1. Talk to a financial planner
There is so much great information online that people sometimes think they don’t need to talk to professionals. We are in a “do-it-yourself” society that has minimized the tremendously positive impact trusting professionals can have on our lives. Alastair Barnes is a financial analyst with the experience and education to help others prepare financial goals and take the necessary steps towards those goals. He works for a financial firm in New York, sharing his expertise with others. He studied finance for years in college to become an expert, so that others can focus on their lives and careers and not need to learn everything to make sound financial decisions. You can’t learn his level of knowledge by reading articles on the internet.
Finding a financial analyst like Barnes to help you look over your financial situation and determine what steps you need to take will relieve a great deal of the stress, as well as free up the time you would spend looking for the information online. You’ll also know for sure that the advice you are getting is reliable and based on experience and education.
2. Get rid of debt
Debt will work against all of your financial goals. Getting rid of your debt will free you to work towards the things you want in life, and the faster you can pay off your debt, the quicker you will be able to reach your financial goals. One option is a debt consolidation loan, which will allow you to take all of your debt and put it into one monthly payment. However, you will still be paying interest on the debt until it is paid off. Another option is to see if you qualify for a viatical settlement. Viatical meaning the settlement will buy out your life insurance policy. You can get a lump sum of money that will allow you to pay off your existing debt.
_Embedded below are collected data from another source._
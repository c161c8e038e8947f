use chrono::{DateTime, Utc};
use credgen_core::CredentialRequest;

const EMPTY: &str = "-";

fn format_expiry(item: &CredentialRequest, now: DateTime<Utc>) -> String {
    match (item.expires_at_utc(), item.expires_at.as_deref()) {
        (Some(expires), _) => {
            let text = expires.format("%Y-%m-%d %H:%M:%S UTC").to_string();
            if item.is_expired_at(now) {
                format!("{text} (expired)")
            } else {
                text
            }
        }
        (None, Some(raw)) => raw.to_string(),
        (None, None) => EMPTY.to_string(),
    }
}

/// Plain-text table of the listing. TYPE, SCOPES and EXPIRES columns are only
/// shown when at least one entry carries them.
pub(crate) fn format_list_table(items: &[CredentialRequest], now: DateTime<Utc>) -> String {
    if items.is_empty() {
        return "No credentials found.".to_string();
    }
    let show_kind = items.iter().any(|item| item.kind.is_some());
    let show_scopes = items.iter().any(|item| item.scopes.is_some());
    let show_expires = items.iter().any(|item| item.expires_at.is_some());

    let mut header = vec!["ID", "PRINCIPAL", "STATUS"];
    if show_kind {
        header.push("TYPE");
    }
    if show_scopes {
        header.push("SCOPES");
    }
    if show_expires {
        header.push("EXPIRES");
    }

    let rows: Vec<Vec<String>> = items
        .iter()
        .map(|item| {
            let mut row = vec![
                item.id.clone(),
                item.principal.clone(),
                item.status.to_string(),
            ];
            if show_kind {
                row.push(item.kind.clone().unwrap_or_else(|| EMPTY.to_string()));
            }
            if show_scopes {
                row.push(
                    item.scopes
                        .as_ref()
                        .map(|scopes| scopes.join(","))
                        .unwrap_or_else(|| EMPTY.to_string()),
                );
            }
            if show_expires {
                row.push(format_expiry(item, now));
            }
            row
        })
        .collect();

    let mut widths: Vec<usize> = header.iter().map(|title| title.len()).collect();
    for row in &rows {
        for (width, cell) in widths.iter_mut().zip(row) {
            *width = (*width).max(cell.chars().count());
        }
    }

    let mut lines = Vec::with_capacity(rows.len() + 1);
    lines.push(format_row(header.iter().copied(), &widths));
    for row in &rows {
        lines.push(format_row(row.iter().map(String::as_str), &widths));
    }
    lines.join("\n")
}

fn format_row<'a>(cells: impl Iterator<Item = &'a str>, widths: &[usize]) -> String {
    cells
        .zip(widths.iter().copied())
        .map(|(cell, width)| format!("{cell:<width$}"))
        .collect::<Vec<_>>()
        .join("  ")
        .trim_end()
        .to_string()
}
Always start with credit card debt because it is the most damaging. However, once you get your credit card debt handled, don’t stop there. Think of the financial peace you would have to know your home and vehicle were both paid off. Think about how much extra money you would have each month without those expenses. You can strive for a completely debt-free life to benefit both you and your family after you’re gone.
3. Plan for the unexpected
For many, they lose track of their financial goals when facing the unexpected. Illness, accidents, and job loss are often the type of unforeseen events that hurt people financially. While you cannot expect these types fo things to happen, you can plan for them by creating an emergency fund. An emergency fund should be at least $1000 but up to six months’ worth of expenses. The more you have in the emergency fund, the more peace of mind you will have. If you lost your job tomorrow, you wouldn’t also lose your home and your vehicle. Even if you don’t have major expenses like a home or vehicle payments, having money set aside for emergencies will protect you when you least expect it.